A paixão nacional por futebol tem aumentado consideravelmente o faturamento de
alguns segmentos, como o de TVs e a indústria gráfica. Com o início do evento,
outros setores devem sentir o efeito do sentimento verde e amarelo que toma
conta do país, como os bares e restaurantes.
"A Copa do Mundo na indústria gráfica movimento essencialmente o segmento de
produtos promocionais, que envolve materiais licenciados, encartes, tabelas dos
jogos, álbuns de figurinhas, publicações especiais, folheto diversos etc.",
afirma Fábio Arruda Mortara, presidente da seção paulista da Abigraf -
Associação Brasileira da Indústria Gráfica. O segmento de artigos promocionais,
que é um dos primeiros beneficiários do efeito Copa – já que tem de deixar tudo
pronto para quando o evento começar – prevê um crescimento de 10% a 15%, que
deve representar um aumento de cerca de 2% no faturamento de toda a indústria
gráfica. "Em termos de valores, essa expansão representa para a indústria
gráfica algo em torno de 200 milhões de reais", afirma Mortara.

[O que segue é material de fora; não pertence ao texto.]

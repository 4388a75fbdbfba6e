//! TOML configuration for the intake pipeline.
//!
//! Every section is optional; missing keys fall back to the defaults below.
//! The Reader API key is never read from this file, only from the
//! environment variable named by `reader.api_key_env`.

use anyhow::{Context, Result};
use serde::Deserialize;
use std::path::{Path, PathBuf};

#[derive(Debug, Deserialize, Clone, Default)]
pub struct Config {
    #[serde(default)]
    pub repo: RepoConfig,
    #[serde(default)]
    pub reader: ReaderConfig,
    #[serde(default)]
    pub intake: IntakeConfig,
    #[serde(default)]
    pub batch: BatchConfig,
    #[serde(default)]
    pub index: IndexConfig,
    #[serde(default)]
    pub keywords: KeywordsConfig,
}

#[derive(Debug, Deserialize, Clone)]
pub struct RepoConfig {
    #[serde(default = "default_root")]
    pub root: PathBuf,
    #[serde(default = "default_analysis_dir")]
    pub analysis_dir: PathBuf,
    #[serde(default = "default_index_file")]
    pub index_file: PathBuf,
    #[serde(default = "default_todo_file")]
    pub todo_file: PathBuf,
}

impl Default for RepoConfig {
    fn default() -> Self {
        Self {
            root: default_root(),
            analysis_dir: default_analysis_dir(),
            index_file: default_index_file(),
            todo_file: default_todo_file(),
        }
    }
}

fn default_root() -> PathBuf {
    PathBuf::from(".")
}
fn default_analysis_dir() -> PathBuf {
    PathBuf::from("docs/analysis")
}
fn default_index_file() -> PathBuf {
    PathBuf::from("README.md")
}
fn default_todo_file() -> PathBuf {
    PathBuf::from("TODO.md")
}

impl RepoConfig {
    /// Absolute-or-root-relative location of the analysis directory.
    pub fn analysis_path(&self) -> PathBuf {
        self.root.join(&self.analysis_dir)
    }

    pub fn index_path(&self) -> PathBuf {
        self.root.join(&self.index_file)
    }

    pub fn todo_path(&self) -> PathBuf {
        self.root.join(&self.todo_file)
    }
}

#[derive(Debug, Deserialize, Clone)]
pub struct ReaderConfig {
    #[serde(default = "default_endpoint")]
    pub endpoint: String,
    #[serde(default = "default_api_key_env")]
    pub api_key_env: String,
    #[serde(default = "default_timeout_secs")]
    pub timeout_secs: u64,
    #[serde(default)]
    pub max_retries: u32,
    #[serde(default = "default_min_content_chars")]
    pub min_content_chars: usize,
}

impl Default for ReaderConfig {
    fn default() -> Self {
        Self {
            endpoint: default_endpoint(),
            api_key_env: default_api_key_env(),
            timeout_secs: default_timeout_secs(),
            max_retries: 0,
            min_content_chars: default_min_content_chars(),
        }
    }
}

fn default_endpoint() -> String {
    "https://r.jina.ai/".to_string()
}
fn default_api_key_env() -> String {
    "JINA_API_KEY".to_string()
}
fn default_timeout_secs() -> u64 {
    30
}
fn default_min_content_chars() -> usize {
    500
}

impl ReaderConfig {
    /// The API key from the environment, if set and non-empty.
    pub fn api_key(&self) -> Option<String> {
        std::env::var(&self.api_key_env)
            .ok()
            .filter(|k| !k.trim().is_empty())
    }
}

#[derive(Debug, Deserialize, Clone)]
pub struct IntakeConfig {
    #[serde(default = "default_priority")]
    pub default_priority: String,
    #[serde(default = "default_slug_max_chars")]
    pub slug_max_chars: usize,
    #[serde(default = "default_excerpt_chars")]
    pub excerpt_chars: usize,
    #[serde(default = "default_true")]
    pub commit: bool,
}

impl Default for IntakeConfig {
    fn default() -> Self {
        Self {
            default_priority: default_priority(),
            slug_max_chars: default_slug_max_chars(),
            excerpt_chars: default_excerpt_chars(),
            commit: true,
        }
    }
}

fn default_priority() -> String {
    "medium".to_string()
}
fn default_slug_max_chars() -> usize {
    50
}
fn default_excerpt_chars() -> usize {
    2000
}
fn default_true() -> bool {
    true
}

#[derive(Debug, Deserialize, Clone)]
pub struct BatchConfig {
    #[serde(default = "default_delay_secs")]
    pub delay_secs: u64,
}

impl Default for BatchConfig {
    fn default() -> Self {
        Self {
            delay_secs: default_delay_secs(),
        }
    }
}

fn default_delay_secs() -> u64 {
    3
}

#[derive(Debug, Deserialize, Clone)]
pub struct IndexConfig {
    #[serde(default = "default_tool_heading")]
    pub tool_heading: String,
    #[serde(default = "default_framework_heading")]
    pub framework_heading: String,
    #[serde(default = "default_todo_heading")]
    pub todo_heading: String,
}

impl Default for IndexConfig {
    fn default() -> Self {
        Self {
            tool_heading: default_tool_heading(),
            framework_heading: default_framework_heading(),
            todo_heading: default_todo_heading(),
        }
    }
}

fn default_tool_heading() -> String {
    "### Tool-Specific Evaluations".to_string()
}
fn default_framework_heading() -> String {
    "### Framework Assessments".to_string()
}
fn default_todo_heading() -> String {
    "## Content Review Queue".to_string()
}

#[derive(Debug, Deserialize, Clone)]
pub struct KeywordsConfig {
    #[serde(default = "default_relevance_keywords")]
    pub relevance: Vec<String>,
    #[serde(default = "default_marketing_keywords")]
    pub marketing: Vec<String>,
}

impl Default for KeywordsConfig {
    fn default() -> Self {
        Self {
            relevance: default_relevance_keywords(),
            marketing: default_marketing_keywords(),
        }
    }
}

fn default_relevance_keywords() -> Vec<String> {
    [
        "ai",
        "llm",
        "agent",
        "agents",
        "code",
        "coding",
        "developer",
        "programming",
        "api",
        "model",
        "prompt",
        "architecture",
        "framework",
        "pattern",
        "tool",
        "workflow",
        "automation",
    ]
    .iter()
    .map(|s| s.to_string())
    .collect()
}

fn default_marketing_keywords() -> Vec<String> {
    [
        "revolutionary",
        "game-changer",
        "game changer",
        "unlock the power",
        "10x",
        "cutting-edge",
        "best-in-class",
        "sign up now",
        "limited time",
        "act now",
    ]
    .iter()
    .map(|s| s.to_string())
    .collect()
}

pub fn load_config(path: &Path) -> Result<Config> {
    let content = std::fs::read_to_string(path)
        .with_context(|| format!("Failed to read config file: {}", path.display()))?;

    let config: Config = toml::from_str(&content).with_context(|| "Failed to parse config file")?;

    validate(&config)?;
    Ok(config)
}

fn validate(config: &Config) -> Result<()> {
    if config.reader.min_content_chars == 0 {
        anyhow::bail!("reader.min_content_chars must be > 0");
    }
    if config.reader.timeout_secs == 0 {
        anyhow::bail!("reader.timeout_secs must be > 0");
    }
    if !config.reader.endpoint.starts_with("http") {
        anyhow::bail!(
            "reader.endpoint must be an http(s) URL, got '{}'",
            config.reader.endpoint
        );
    }

    if config.intake.slug_max_chars == 0 {
        anyhow::bail!("intake.slug_max_chars must be > 0");
    }

    for (key, heading) in [
        ("index.tool_heading", &config.index.tool_heading),
        ("index.framework_heading", &config.index.framework_heading),
        ("index.todo_heading", &config.index.todo_heading),
    ] {
        if !heading.trim_start().starts_with('#') {
            anyhow::bail!("{} must be a Markdown heading, got '{}'", key, heading);
        }
    }

    Ok(())
}

#[cfg(test)]
mod tests {
    use super::*;

    fn parse(toml_str: &str) -> Result<Config> {
        let config: Config = toml::from_str(toml_str)?;
        validate(&config)?;
        Ok(config)
    }

    #[test]
    fn test_empty_config_uses_defaults() {
        let cfg = parse("").unwrap();
        assert_eq!(cfg.reader.endpoint, "https://r.jina.ai/");
        assert_eq!(cfg.reader.min_content_chars, 500);
        assert_eq!(cfg.reader.max_retries, 0);
        assert_eq!(cfg.batch.delay_secs, 3);
        assert_eq!(cfg.intake.default_priority, "medium");
        assert!(cfg.intake.commit);
        assert_eq!(cfg.index.framework_heading, "### Framework Assessments");
    }

    #[test]
    fn test_partial_section_keeps_other_defaults() {
        let cfg = parse(
            r#"
            [reader]
            min_content_chars = 1000
            "#,
        )
        .unwrap();
        assert_eq!(cfg.reader.min_content_chars, 1000);
        assert_eq!(cfg.reader.timeout_secs, 30);
    }

    #[test]
    fn test_zero_threshold_rejected() {
        let err = parse("[reader]\nmin_content_chars = 0\n").unwrap_err();
        assert!(err.to_string().contains("min_content_chars"));
    }

    #[test]
    fn test_heading_must_be_markdown() {
        let err = parse("[index]\ntool_heading = \"Tools\"\n").unwrap_err();
        assert!(err.to_string().contains("index.tool_heading"));
    }

    #[test]
    fn test_endpoint_must_be_http() {
        assert!(parse("[reader]\nendpoint = \"ftp://x/\"\n").is_err());
    }

    #[test]
    fn test_repo_paths_join_root() {
        let cfg = parse("[repo]\nroot = \"/kb\"\n").unwrap();
        assert_eq!(cfg.repo.analysis_path(), PathBuf::from("/kb/docs/analysis"));
        assert_eq!(cfg.repo.index_path(), PathBuf::from("/kb/README.md"));
        assert_eq!(cfg.repo.todo_path(), PathBuf::from("/kb/TODO.md"));
    }
}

Já para o mercado de TVs no Brasil, não poderia haver oportunidade melhor que
a Copa do Mundo. Exemplo disso, é que algumas fabricantes agendaram o lançamento
de novos produtos para períodos próximos à Copa. A LG e a Samsung, por exemplo,
anunciaram o lançamento de seus aparelhos 3D para uma data entre o fim de maio e
o início deste mês de junho, antes da Copa.
Segundo um levantamento do Instituto Fecomércio, divulgado pelo Correio
Braziliense, os aparelhos de TV devem ser o segundo artigo mais vendido nesse
período de Copa, ficando atrás, apenas, das camisas da Seleção Brasileira.
Bares, restaurantes e emprego temporário
O presidente executivo da Associação Brasileira de Bares e Restaurantes –
Abrasel, Paulo Solmucci Júnior, afirma que o movimento no setor deve ser outro
beneficiado pela Copa, com um aumento em cerca de 30%, na comparação com o mesmo
período do ano passado, e lembra que nos estabelecimentos cujo fluxo é menor, o
crescimento pode ser de até 50%.
A alta na demanda deve levar 1/3 dos bares e restaurantes a aumentar em 20% o
número de funcionários no período da Copa, segundo Solmucci. Em todo o país, a
previsão é de que sejam criados 400 mil postos de emprego temporário, dos quais,
segundo o presidente da Abrasel, boa parte poderia se tornar efetiva. "É uma
pena que o Brasil tenha uma legislação trabalhista tão ultrapassada. Com isso,
infelizmente, esses trabalhadores acabam não sendo aproveitados logo após os
jogos terminarem. Se o trabalho de horistas tivesse uma regulamentação mais
clara, certamente esses profissionais teriam postos de trabalho garantidos",
afirma Solmucci.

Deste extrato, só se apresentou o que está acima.